Had mine 6 months used 4 times, does the job


----------



## Mickyblueyes (May 26, 2010)

Michelin High power rapid tyre inflator like this, not cheap but we've had it about five years and its quick, accurate and has never failed us., My only gripe is the screw on connector to the valve, rather than the quick connector type;

http://www.halfords.com/webapp/wcs/..._productId_215808_langId_-1_categoryId_165648

May be possible to find it cheaper elsewhere though now.


----------



## peribro (Sep 6, 2009)

I have a Ring RAC750 230V Mains Powered inflator. Much faster than the 12v ones and can also cope with the sort of pressures that motorhome tyres need inflating to which a lot of the 12V ones can't. Since I have a 1000W inverter in the van, I should also be able to use it if no access to mains power although not had the need so far.


----------



## 96299 (Sep 15, 2005)

pomme1 said:


> I have the Ring RAC 900 compressor. It comes with a decent length of cable, but more importantly a very long coiled air line. It's very powerful , quiet and quick and I think is used by some of the roadside rescue organisations. My 'van is 7.4m long and it easily reaches all the tyres.
> 
> The only downside is that it draws something like 23A and would overload the normal lighter socket. It's supplied with crocodile clips for direct connection to the battery, but on the X250 you can used the jump start terminals under the bonnet.
> 
> ...


The ring rac 900 is the daddy. It is very fast ,deals with motorhome tyre pressures and built to last. Very good price on Amazon, about twenty quid cheaper than when I bought mine a couple of years ago.

Steve


----------



## grizzlyj (Oct 14, 2008)

Hi

This site has some meaty looking compressors aimed at bigger "off roading" tyres, so may suit?

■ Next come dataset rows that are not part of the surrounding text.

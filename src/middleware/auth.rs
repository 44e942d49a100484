use axum::{
    extract::FromRequestParts,
    http::{HeaderMap, header},
};

use crate::{clients::identity::IdentityError, error::AppError, state::AppState};

/// Caller identity established by the identity check.
#[derive(Debug, Clone, PartialEq, Eq)]
pub struct AuthUser {
    pub user_id: i32,
    pub email: String,
}

/// Extract the bearer credential, or fail with Unauthorized.
pub fn bearer_token(headers: &HeaderMap) -> Result<&str, AppError> {
    let auth_str = headers
        .get(header::AUTHORIZATION)
        .and_then(|value| value.to_str().ok())
        .ok_or_else(|| AppError::Unauthorized("Unauthorized".into()))?;

    let token = auth_str
        .strip_prefix("Bearer ")
        .map(str::trim)
        .filter(|token| !token.is_empty())
        .ok_or_else(|| AppError::Unauthorized("Unauthorized".into()))?;

    Ok(token)
}

impl FromRequestParts<AppState> for AuthUser {
    type Rejection = AppError;

    async fn from_request_parts(
        parts: &mut axum::http::request::Parts,
        state: &AppState,
    ) -> Result<Self, Self::Rejection> {
        let token = bearer_token(&parts.headers)?;

        match state.identity.verify(token).await {
            Ok(identity) => Ok(AuthUser {
                user_id: identity.user_id,
                email: identity.email,
            }),
            Err(IdentityError::Rejected(reason)) => {
                tracing::debug!(%reason, "bearer credential rejected");
                Err(AppError::Unauthorized("Invalid token".into()))
            }
            Err(IdentityError::Unavailable(reason)) => {
                tracing::warn!(%reason, "identity check unavailable");
                Err(AppError::Unauthorized("Invalid token".into()))
            }
        }
    }
}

http://www.mattsavage.com/acatalog/compressors.html

I have ordered some bits from him before, but not compressors.


----------



## DaveJM (Dec 29, 2008)

Ring Automotive 900 is an excellent product and would recommend.


David


----------



## bob44 (Mar 9, 2006)

DaveJM said:


> Ring Automotive 900 is an excellent product and would recommend.
> 
> David


Ditto.

Bob.


----------



## alecturn1 (Nov 13, 2009)

Hi,
just ordered the 900 as recommended by some of you,thanks for all your suggestions


----------



## A37 (Sep 22, 2009)

I'm looking for a new tyre inflator.

I have been using this rechargable from RAC 
http://www.ebay.co.uk/itm/RAC-Recha...Air_Tools_and_Compressors&hash=item19cc2d8006

It's now broken, was desperately underpowered tbh.
I've gone through two now (first replaced by Argos under warranty) so it's obviously not fit for purpose.

I'm considering the RAC 750, mains powered for £45, or the RAC 900, excellent but expensive at £65.

I've got a people carrier, 4wd golf that's driven hard, plus the mh, so the inflator will get a good bit of use...

I notice this thread is a couple of years old, how are the previous posters getting on with their purchases ?


----------



## WhiteCheyenneMan (Sep 27, 2011)

I use Cronkle's cable and Mickeyblueyes' compressor. Set the desired pressure slightly (1-2psi) above what you want and it turns itself off at the right pressure. As for the screw on connector, I find it's the best. I used to lose so much pressure clipping the usual connector onto the valve and then half the time it would blow off. They're really designed for the lower pressures of cars and bikes.


----------



## Phil42 (Apr 4, 2006)

What about the good old footpump? You can get ones with two barrels if you want. Very good exercise and a sense of achievement you don't get with an expensive, and noisy, electric gismo.

To me, it's like using the stairs instead of the lift. (Of course, if you have a knee or leg problem then it's probably not a good idea.)

Phil


----------



## vicdicdoc (May 14, 2005)

Maplins have an offer on 12v tyre pumps . . £14.99 pumps up to 120psi
very sturdy & does work [i bought one


----------



## Kev1 (Apr 4, 2011)

Sue kneels down and blows.

just got to go careful she doesn't over inflate they tyre.


----------